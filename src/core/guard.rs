//! # Scoped subscriptions.
//!
//! [`SubscriptionGuard`] ties a registration to a value's lifetime: dropping the
//! guard unsubscribes. The guard only holds a weak reference, so it never keeps
//! the registry alive, and dropping it after the registry is gone is a no-op.

use std::fmt;

use super::handle::SubscriptionHandle;
use super::registry::WeakRegistry;

/// RAII registration returned by [`Registry::subscribe_scoped`](crate::Registry::subscribe_scoped).
#[must_use = "dropping the guard unsubscribes immediately"]
pub struct SubscriptionGuard<P: ?Sized + 'static> {
    handle: Option<SubscriptionHandle>,
    registry: WeakRegistry<P>,
}

impl<P: ?Sized + 'static> SubscriptionGuard<P> {
    pub(crate) fn new(handle: SubscriptionHandle, registry: WeakRegistry<P>) -> Self {
        Self {
            handle: Some(handle),
            registry,
        }
    }

    /// Handle of the guarded registration.
    pub fn handle(&self) -> Option<&SubscriptionHandle> {
        self.handle.as_ref()
    }

    /// Unsubscribes now; returns whether an entry was removed.
    pub fn unsubscribe(mut self) -> bool {
        self.release()
    }

    /// Gives up the guard and keeps the registration alive.
    ///
    /// The returned handle can still be passed to `Registry::unsubscribe`.
    pub fn detach(mut self) -> Option<SubscriptionHandle> {
        self.handle.take()
    }

    fn release(&mut self) -> bool {
        let Some(handle) = self.handle.take() else {
            return false;
        };
        self.registry
            .upgrade()
            .is_some_and(|registry| registry.unsubscribe(&handle))
    }
}

impl<P: ?Sized + 'static> Drop for SubscriptionGuard<P> {
    fn drop(&mut self) {
        self.release();
    }
}

impl<P: ?Sized + 'static> fmt::Debug for SubscriptionGuard<P> {
    fn fmt(&self, f: &mut fmt::Formatter<'_>) -> fmt::Result {
        f.debug_struct("SubscriptionGuard")
            .field("handle", &self.handle)
            .finish_non_exhaustive()
    }
}
//! # Subscription identity.
//!
//! Every call to `subscribe` mints a fresh [`SubscriptionId`] from a process-wide
//! counter. Ids are never reused, so a handle from one registry can never remove
//! an entry from another, and registering the same subscriber twice yields two
//! independent handles.

use std::fmt;
use std::sync::atomic::{AtomicU64, Ordering as AtomicOrdering};

use super::topic::Topic;

/// Global counter for subscription ids (0 is never issued).
static SUBSCRIPTION_SEQ: AtomicU64 = AtomicU64::new(1);

/// Process-unique id of one registration.
#[derive(Clone, Copy, Debug, PartialEq, Eq, Hash, PartialOrd, Ord)]
pub struct SubscriptionId(u64);

impl SubscriptionId {
    pub(crate) fn next() -> Self {
        Self(SUBSCRIPTION_SEQ.fetch_add(1, AtomicOrdering::Relaxed))
    }

    #[cfg(test)]
    pub(crate) fn from_raw(raw: u64) -> Self {
        Self(raw)
    }

    /// Raw numeric value (for logs/metrics).
    #[inline]
    pub fn as_u64(&self) -> u64 {
        self.0
    }
}

impl fmt::Display for SubscriptionId {
    fn fmt(&self, f: &mut fmt::Formatter<'_>) -> fmt::Result {
        write!(f, "sub#{}", self.0)
    }
}

/// Opaque handle returned by `subscribe`, used to unsubscribe later.
///
/// Two handles are equal only if they came from the same `subscribe` call.
#[derive(Clone, Debug, PartialEq, Eq, Hash)]
pub struct SubscriptionHandle {
    id: SubscriptionId,
    topic: Topic,
}

impl SubscriptionHandle {
    pub(crate) fn new(id: SubscriptionId, topic: Topic) -> Self {
        Self { id, topic }
    }

    #[inline]
    pub fn id(&self) -> SubscriptionId {
        self.id
    }

    /// Topic this registration belongs to.
    #[inline]
    pub fn topic(&self) -> &Topic {
        &self.topic
    }
}
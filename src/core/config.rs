//! # Registry configuration.
//!
//! Provides [`Config`], the data-only settings of a [`Registry`](crate::Registry).
//! Options that carry behavior (the failure hook) live on
//! [`RegistryBuilder`](crate::RegistryBuilder) instead.
//!
//! ## Sentinel values
//! - `bus_capacity = 0` → clamped to 1 by [`Config::bus_capacity_clamped`]

/// Global configuration for a registry.
///
/// ## Field semantics
/// - `log_failures`: emit a `tracing::warn!` for each failed handler
/// - `catch_panics`: convert handler panics into [`HandlerError::Panicked`](crate::HandlerError::Panicked)
/// - `bus_capacity`: diagnostics ring buffer size (min 1)
///
/// Failures are always returned in the [`PublishReport`](crate::PublishReport),
/// regardless of these flags.
#[derive(Clone, Debug)]
pub struct Config {
    /// Log each handler failure at `warn` level after it happens.
    pub log_failures: bool,

    /// Isolate handler panics.
    ///
    /// - `true`: the panic is caught, reported as a failure, and delivery continues
    /// - `false`: the panic unwinds out of `publish` (remaining handlers are skipped);
    ///   failures collected earlier in the pass are logged and passed to the hook first
    pub catch_panics: bool,

    /// Capacity of the diagnostics broadcast channel.
    ///
    /// Receivers that lag behind more than `bus_capacity` events observe
    /// `RecvError::Lagged` and skip older items.
    pub bus_capacity: usize,
}

impl Config {
    /// Returns a bus capacity clamped to a minimum of 1.
    #[inline]
    pub fn bus_capacity_clamped(&self) -> usize {
        self.bus_capacity.max(1)
    }
}

impl Default for Config {
    /// Default configuration:
    ///
    /// - `log_failures = true`
    /// - `catch_panics = true`
    /// - `bus_capacity = 1024`
    fn default() -> Self {
        Self {
            log_failures: true,
            catch_panics: true,
            bus_capacity: 1024,
        }
    }
}
use std::marker::PhantomData;
use std::sync::Arc;

use super::{config::Config, registry::Registry, report::HandlerFailure, topic::Topic};

/// Callback invoked once per handler failure, after the publish pass completes.
pub type FailureHook = Arc<dyn Fn(&Topic, &HandlerFailure) + Send + Sync>;

/// Builder for constructing a [`Registry`] with optional behavior.
pub struct RegistryBuilder<P: ?Sized> {
    cfg: Config,
    on_failure: Option<FailureHook>,
    _payload: PhantomData<fn(&P)>,
}

impl<P: ?Sized + 'static> RegistryBuilder<P> {
    /// Creates a new builder with the given configuration.
    pub fn new(cfg: Config) -> Self {
        Self {
            cfg,
            on_failure: None,
            _payload: PhantomData,
        }
    }

    /// Sets a callback that receives every handler failure.
    ///
    /// The hook runs on the publishing thread after all handlers of the pass
    /// have been invoked, outside the registry lock. Failures are still
    /// returned in the [`PublishReport`](crate::PublishReport).
    pub fn with_failure_hook<F>(mut self, hook: F) -> Self
    where
        F: Fn(&Topic, &HandlerFailure) + Send + Sync + 'static,
    {
        self.on_failure = Some(Arc::new(hook));
        self
    }

    /// Builds and returns the registry.
    pub fn build(self) -> Registry<P> {
        Registry::from_parts(self.cfg, self.on_failure)
    }
}
//! # Subscriber capability trait.
//!
//! [`Subscribe`] is the only thing a type needs to receive notifications. There
//! is no base type to extend: displays, loggers and test probes all just
//! implement this trait and are registered with a `Registry`.
//!
//! ## Rules
//! - Called synchronously from the thread that runs `publish`, outside the
//!   registry lock. Re-entrant calls into the registry are allowed.
//! - Return `Err` to report a failure; other subscribers still receive the payload.
//! - Panics are caught when `Config::catch_panics` is set and reported as
//!   `HandlerError::Panicked`.
//!
//! ## Example
//! ```rust
//! use notifyhub::{HandlerError, Subscribe};
//!
//! struct Thermometer;
//!
//! impl Subscribe<f32> for Thermometer {
//!     fn on_event(&self, celsius: &f32) -> Result<(), HandlerError> {
//!         if celsius.is_nan() {
//!             return Err(HandlerError::fail("reading is NaN"));
//!         }
//!         println!("{celsius:.1}°C");
//!         Ok(())
//!     }
//!
//!     fn name(&self) -> &str { "thermometer" }
//! }
//! ```

use std::sync::Arc;

use crate::error::HandlerError;

/// Handler for payloads of type `P`.
pub trait Subscribe<P: ?Sized>: Send + Sync + 'static {
    /// Processes a single payload.
    fn on_event(&self, payload: &P) -> Result<(), HandlerError>;

    /// Returns the subscriber name used in logs, failure reports and diagnostic events.
    ///
    /// The default uses `type_name::<Self>()`, which can be verbose - override it when possible.
    fn name(&self) -> &str {
        std::any::type_name::<Self>()
    }
}

/// Shared handle to a subscriber.
pub type SubscriberRef<P> = Arc<dyn Subscribe<P>>;
//! # Topic keys.
//!
//! A [`Topic`] partitions subscribers into independent notification groups.
//! It is a thin `Arc<str>` newtype: cloning is a refcount bump, so topics can be
//! carried by handles, reports and diagnostic events without copying.
//!
//! Code that only needs one channel can use [`Topic::global`].

use std::borrow::Borrow;
use std::fmt;
use std::sync::Arc;

/// Name of the implicit topic used by single-channel registries.
pub const GLOBAL_TOPIC: &str = "global";

/// Notification channel key.
#[derive(Clone, Debug, PartialEq, Eq, Hash, PartialOrd, Ord)]
pub struct Topic(Arc<str>);

impl Topic {
    /// Creates a topic from any string-like value.
    pub fn new(name: impl Into<Arc<str>>) -> Self {
        Self(name.into())
    }

    /// The implicit single topic ([`GLOBAL_TOPIC`]).
    pub fn global() -> Self {
        Self::new(GLOBAL_TOPIC)
    }

    #[inline]
    pub fn as_str(&self) -> &str {
        &self.0
    }

    #[inline]
    pub(crate) fn as_arc(&self) -> Arc<str> {
        Arc::clone(&self.0)
    }
}

impl Default for Topic {
    fn default() -> Self {
        Self::global()
    }
}

impl fmt::Display for Topic {
    fn fmt(&self, f: &mut fmt::Formatter<'_>) -> fmt::Result {
        f.write_str(&self.0)
    }
}

impl AsRef<str> for Topic {
    fn as_ref(&self) -> &str {
        &self.0
    }
}

// `Arc<str>` hashes like `str`, so map lookups by `&str` are sound.
impl Borrow<str> for Topic {
    fn borrow(&self) -> &str {
        &self.0
    }
}

impl From<&str> for Topic {
    fn from(s: &str) -> Self {
        Self::new(s)
    }
}

impl From<String> for Topic {
    fn from(s: String) -> Self {
        Self::new(s)
    }
}

impl From<&String> for Topic {
    fn from(s: &String) -> Self {
        Self::new(s.as_str())
    }
}

impl From<Arc<str>> for Topic {
    fn from(s: Arc<str>) -> Self {
        Self(s)
    }
}

impl From<&Topic> for Topic {
    fn from(t: &Topic) -> Self {
        t.clone()
    }
}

========================

• [Work instruction] Above are the entries; repeat their lines exactly, from the first through the one that contains "the guard unsubscribes".

• [Response]
filename src/core/guard.rs
//! # Scoped subscriptions.
//!
//! [`SubscriptionGuard`] ties a registration to a value's lifetime: dropping the
//! guard unsubscribes. The guard only holds a weak reference, so it never keeps
//! the registry alive, and dropping it after the registry is gone is a no-op.

use std::fmt;

use super::handle::SubscriptionHandle;
use super::registry::WeakRegistry;

/// RAII registration returned by [`Registry::subscribe_scoped`](crate::Registry::subscribe_scoped).
#[must_use = "dropping the guard unsubscribes immediately"]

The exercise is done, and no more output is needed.